Non-profit media and advocacy organization Shirzanan teams up with advocacy organization Athlete Ally to march in the Women’s March in Washington, D.C. The athletes joined thousands of others in the nation’s capitol to support messages of equality and empowerment. (Photo Courtesy: Taylor Carr)
By Jillian Angeline, AIPS Young Reporter, USA
WASHINGTON, January 26, 2016 — Athletes marching in solidarity make goals happen both on and off the pitch. The first captain of the Afghanistan women’s national football team Shamila Kohestani aims for female equality in sport. She marched alongside other athletes in the Women’s March in Washington, D.C. last weekend.
“I grew up in a country where I always have to ask for my rights. It was never given to me. So that’s what I still have in me, even living in this country” Kohestani told AIPS the night before the march. The Afghanistan football federation established the national women’s football team in 2006 and Kohestani was picked as the captain. She told AIPS it was the first time in Afghanistan that women were playing a male-dominated sport—and that she and her teammates wanted to show women are strong and powerful.
“That was our goal because women were always considered second class citizens, you know, you don’t have the same ability as man, so we wanted to make a point. That was our goal.” Kohestani marched last weekend to promote human rights, equality and LGBTQIA rights.
Kohestani has seen the impact she is having on the future generations of female football players in Afghanistan. She revealed that a younger Afghan female player contacted her and thanked her for what she has done to pave the way for more females to play football in the Middle East country.
The Women’s Marches not only took place in the nation’s capital. Thousands of women marched in other cities nationwide and worldwide last Saturday. Kohestani marched on behalf of the non-profit media and advocacy organization for female Muslim athletes Shirzanan.

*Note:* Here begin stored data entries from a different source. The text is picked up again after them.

use std::collections::HashMap;

use bigdecimal::BigDecimal;

use super::directory::CatalogDirectory;
use super::errors::CatalogError;
use super::model::Item;
use super::repository::CatalogPayload;
use super::value_objects::{ALL_CATEGORIES, Category, CategoryFilter, ItemId, SearchQuery};

/// Read-only, ordered collection of items with an id index.
#[derive(Debug, Clone)]
pub struct CatalogStore {
    categories: Vec<Category>,
    items: Vec<Item>,
    index: HashMap<ItemId, usize>,
    directory: CatalogDirectory,
}

impl CatalogStore {
    pub fn new(categories: Vec<Category>, items: Vec<Item>) -> Result<Self, CatalogError> {
        let categories = if categories.is_empty() {
            let mut derived: Vec<Category> = Vec::new();
            for item in &items {
                if !derived.contains(&item.category) {
                    derived.push(item.category.clone());
                }
            }
            derived
        } else {
            categories
        };

        let mut index = HashMap::with_capacity(items.len());
        for (position, item) in items.iter().enumerate() {
            if !categories.contains(&item.category) {
                return Err(CatalogError::UnknownCategory(item.category.clone()));
            }
            if index.insert(item.id, position).is_some() {
                return Err(CatalogError::DuplicateItem(item.id));
            }
        }

        Ok(Self {
            categories,
            items,
            index,
            directory: CatalogDirectory::default(),
        })
    }

    pub fn from_payload(payload: CatalogPayload) -> Result<Self, CatalogError> {
        let items = payload
            .items
            .into_iter()
            .map(Item::new)
            .collect::<Result<Vec<_>, _>>()?;
        Ok(Self::new(payload.categories, items)?.with_directory(payload.directory))
    }

    pub fn with_directory(mut self, directory: CatalogDirectory) -> Self {
        self.directory = directory;
        self
    }

    pub fn directory(&self) -> &CatalogDirectory {
        &self.directory
    }

    /// Items matching `query` on name or category, restricted by `category`,
    /// in catalog order.
    pub fn filter(&self, query: &SearchQuery, category: &CategoryFilter) -> Vec<&Item> {
        self.items
            .iter()
            .filter(|item| category.accepts(&item.category) && item.matches(query))
            .collect()
    }

    pub fn get(&self, id: ItemId) -> Option<&Item> {
        self.index.get(&id).map(|&position| &self.items[position])
    }

    pub fn price_of(&self, id: ItemId) -> Option<&BigDecimal> {
        self.get(id).and_then(|item| item.price.as_ref())
    }

    pub fn categories(&self) -> &[Category] {
        &self.categories
    }

    /// `"All"` followed by the declared categories, as offered to the UI.
    pub fn category_options(&self) -> Vec<String> {
        std::iter::once(ALL_CATEGORIES.to_string())
            .chain(self.categories.iter().map(|c| c.as_str().to_string()))
            .collect()
    }

    pub fn items(&self) -> &[Item] {
        &self.items
    }

    pub fn len(&self) -> usize {
        self.items.len()
    }

    pub fn is_empty(&self) -> bool {
        self.items.is_empty()
    }
}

The first female captain of the Afghanistan women’s team believes sport is a tool.
“I want to make sure that every Muslim athlete and every other woman around the world has a voice and that’s my goal, to empower them through sport,” said Kohestani.
Shirzanan marched alongside advocacy organization Athlete Ally. Mara Gubuan is the Co-Founder and Executive Director of Shirzanan. “We’re joining forces because we all work against discrimination in sport. I’m personally marching because of course I believe in human rights, equality and inclusion and because access to sport is a human right.”
Sport as a platform
Washington Spirit football player Joanna Lohman marched with goals in mind. “For me clearly gay rights and civil rights are very important to me so I want to use my platform to make a positive difference.”
A collective voice is a powerful voice, according to Lohman. Sport can change culture and break barriers, she told AIPS. Lohman travels with the State Department’s Sport Envoy program working with women worldwide and using football as a vehicle to promote leadership and to show that strength is beauty. She was recently in Botswana working with young women.
“I think the position that I’m in as a female professional athlete in the United States, I realize that I have opportunities that so few have globally and I use that as platform to impact and to have my voice be heard.” Lohman told AIPS it’s important for her to put her hand up in the LGBTQIA community.
Athlete Ally’s Program and Research Coordinator Liam Miranda said the goals and ideals stressed during the March are not done. In fact, he said the March marks the beginning of four years of work. The Founder and Executive Director Hudson Taylor echoed that sentiment.
“We don’t know what’s going to happen and I think that myself and I think everyone else who’s marching hopes for, obviously, the best in [President Drumpf’s administration]. We want greater prosperity and good things to happen. But we also understand that athletes have tremendous amount of influence in society,” said Athlete Ally’s Taylor.
The sport community still has a long way to go in ensuring equal access and opportunity in sports like football, says Taylor. “Anytime that goal is not being met, we stand in solidarity with those who are fighting to change that.”
Washington Spirit’s Lohman hopes the march inspires advocates “to do what sets your soul on fire”.